I am using good quality minced lamb for my koftas, no oil required as I bake them on a sheet and they retain all the moisture. The salted watermelon and mint has no dressing.
I bake the koftas in a hot oven on baking paper and then put them on kitchen towel as soon as they are cooked to absorb natural oils. I also use a mix of fresh and dried mint to get more depth in the mint flavor. Preparation time for this meal is under 10 minutes and it is something a bit different. The koftas are delicious hot or cold. I serve them with a local yoghurt with with some torn up mint leaves.
With the watermelon, I only add fresh mint and a good sea salt. You would be surprised how good salted melons and watermelons are. I will serve with a small dipping pot of fresh yoghurt.
You will need :
Preheat oven to 200 C
Makes 12 koftas
500 g lamb
Fresh mint, I use about two sprigs
1/2 tsp dried mint
Freshly ground pepper
1/2 tsp dried coriander
1 teaspoon Balsamic vinegar
Prepare an oven tray with a baking sheet.
I like to break up fresh mint leaves manually so that they are uneven in size and the taste in the koftas is more defined.
Mix all ingredients together.
Divide into 12 pieces and roll to a small sausage like shape. Do not add flour, it’s not necessary.

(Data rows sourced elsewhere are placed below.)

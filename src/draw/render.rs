use crate::draw::model::Color;
use image::RgbaImage;

/// Inclusive pixel bounds touched by a draw call.
#[derive(Debug, Clone, Copy, PartialEq, Eq)]
pub struct DirtyRect {
    pub left: i32,
    pub top: i32,
    pub right: i32,
    pub bottom: i32,
}

impl DirtyRect {
    /// Bounds of the segment `a`-`b` grown by `pad` on every side.
    pub fn around(a: (i32, i32), b: (i32, i32), pad: i32) -> Self {
        Self {
            left: a.0.min(b.0) - pad,
            top: a.1.min(b.1) - pad,
            right: a.0.max(b.0) + pad,
            bottom: a.1.max(b.1) + pad,
        }
    }

    /// Intersect with a `width` x `height` raster.
    pub fn clip(self, width: u32, height: u32) -> Option<Self> {
        let clipped = Self {
            left: self.left.max(0),
            top: self.top.max(0),
            right: self.right.min(width as i32 - 1),
            bottom: self.bottom.min(height as i32 - 1),
        };
        (clipped.left <= clipped.right && clipped.top <= clipped.bottom).then_some(clipped)
    }

    pub fn union(self, other: Self) -> Self {
        Self {
            left: self.left.min(other.left),
            top: self.top.min(other.top),
            right: self.right.max(other.right),
            bottom: self.bottom.max(other.bottom),
        }
    }

    pub fn width(&self) -> u32 {
        (self.right - self.left + 1).max(0) as u32
    }

    pub fn height(&self) -> u32 {
        (self.bottom - self.top + 1).max(0) as u32
    }
}

/// Fill every pixel of `raster` with `color`.
pub fn fill(raster: &mut RgbaImage, color: Color) {
    let rgba = color.to_array();
    for px in raster.chunks_exact_mut(4) {
        px.copy_from_slice(&rgba);
    }
}

/// Paint a straight segment with a round brush, so consecutive segments join
/// and end with round caps.
///
/// Returns the area that was touched, clipped to the raster, or `None` when
/// the segment lies entirely outside it.
pub fn draw_segment(
    raster: &mut RgbaImage,
    start: (i32, i32),
    end: (i32, i32),
    color: Color,
    stroke_width: u32,
) -> Option<DirtyRect> {
    let brush = RoundBrush::new(stroke_width);
    let dirty = DirtyRect::around(start, end, brush.reach).clip(raster.width(), raster.height())?;

    let mut painted = false;
    for center in LineWalk::new(start, end) {
        painted |= brush.stamp(raster, center, color);
    }
    painted.then_some(dirty)
}

/// Horizontal spans of a filled circle, one per row offset.
struct RoundBrush {
    reach: i32,
    spans: Vec<(i32, i32)>,
}

impl RoundBrush {
    fn new(stroke_width: u32) -> Self {
        let radius = (stroke_width.max(1) as f32 / 2.0).max(0.5);
        let reach = radius.floor() as i32;
        let spans = (-reach..=reach)
            .filter_map(|dy| {
                let half = (radius * radius - (dy * dy) as f32).sqrt().floor() as i32;
                (half >= 0).then_some((dy, half))
            })
            .collect();
        Self { reach, spans }
    }

    /// Paint the brush centred on `center`. Returns whether any pixel was
    /// inside the raster.
    fn stamp(&self, raster: &mut RgbaImage, center: (i32, i32), color: Color) -> bool {
        let (width, height) = (raster.width() as i32, raster.height() as i32);
        let stride = width as usize * 4;
        let rgba = color.to_array();
        let pixels: &mut [u8] = &mut **raster;

        let mut hit = false;
        for &(dy, half) in &self.spans {
            let y = center.1 + dy;
            if !(0..height).contains(&y) {
                continue;
            }
            let from = (center.0 - half).max(0);
            let to = (center.0 + half).min(width - 1);
            if from > to {
                continue;
            }
            let row = y as usize * stride;
            let span = &mut pixels[row + from as usize * 4..row + (to as usize + 1) * 4];
            for px in span.chunks_exact_mut(4) {
                px.copy_from_slice(&rgba);
            }
            hit = true;
        }
        hit
    }
}

/// Integer points of the line from `start` to `end`, both included.
struct LineWalk {
    at: (i32, i32),
    end: (i32, i32),
    step: (i32, i32),
    delta: (i32, i32),
    err: i32,
    done: bool,
}

impl LineWalk {
    fn new(start: (i32, i32), end: (i32, i32)) -> Self {
        let delta = ((end.0 - start.0).abs(), -(end.1 - start.1).abs());
        Self {
            at: start,
            end,
            step: ((end.0 - start.0).signum(), (end.1 - start.1).signum()),
            delta,
            err: delta.0 + delta.1,
            done: false,
        }
    }
}

impl Iterator for LineWalk {
    type Item = (i32, i32);

    fn next(&mut self) -> Option<Self::Item> {
        if self.done {
            return None;
        }
        let current = self.at;
        if current == self.end {
            self.done = true;
            return Some(current);
        }
        let doubled = self.err * 2;
        if doubled >= self.delta.1 {
            self.err += self.delta.1;
            self.at.0 += self.step.0;
        }
        if doubled <= self.delta.0 {
            self.err += self.delta.0;
            self.at.1 += self.step.1;
        }
        Some(current)
    }
}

Arrange on baking tray. Bake in hot oven for 20 minutes and turn over for another 10 or 15 depending on how crisp you like them.
Serve hot or cold.
For the watermelon, chop up into neat pieces. Squeeze a bit of lemon. Arrange on plate and sprinkle some sea salt and fresh mint. I love the flavor and texture of Maldon Salt. Garnish with fresh mint leaves.
Have a good week !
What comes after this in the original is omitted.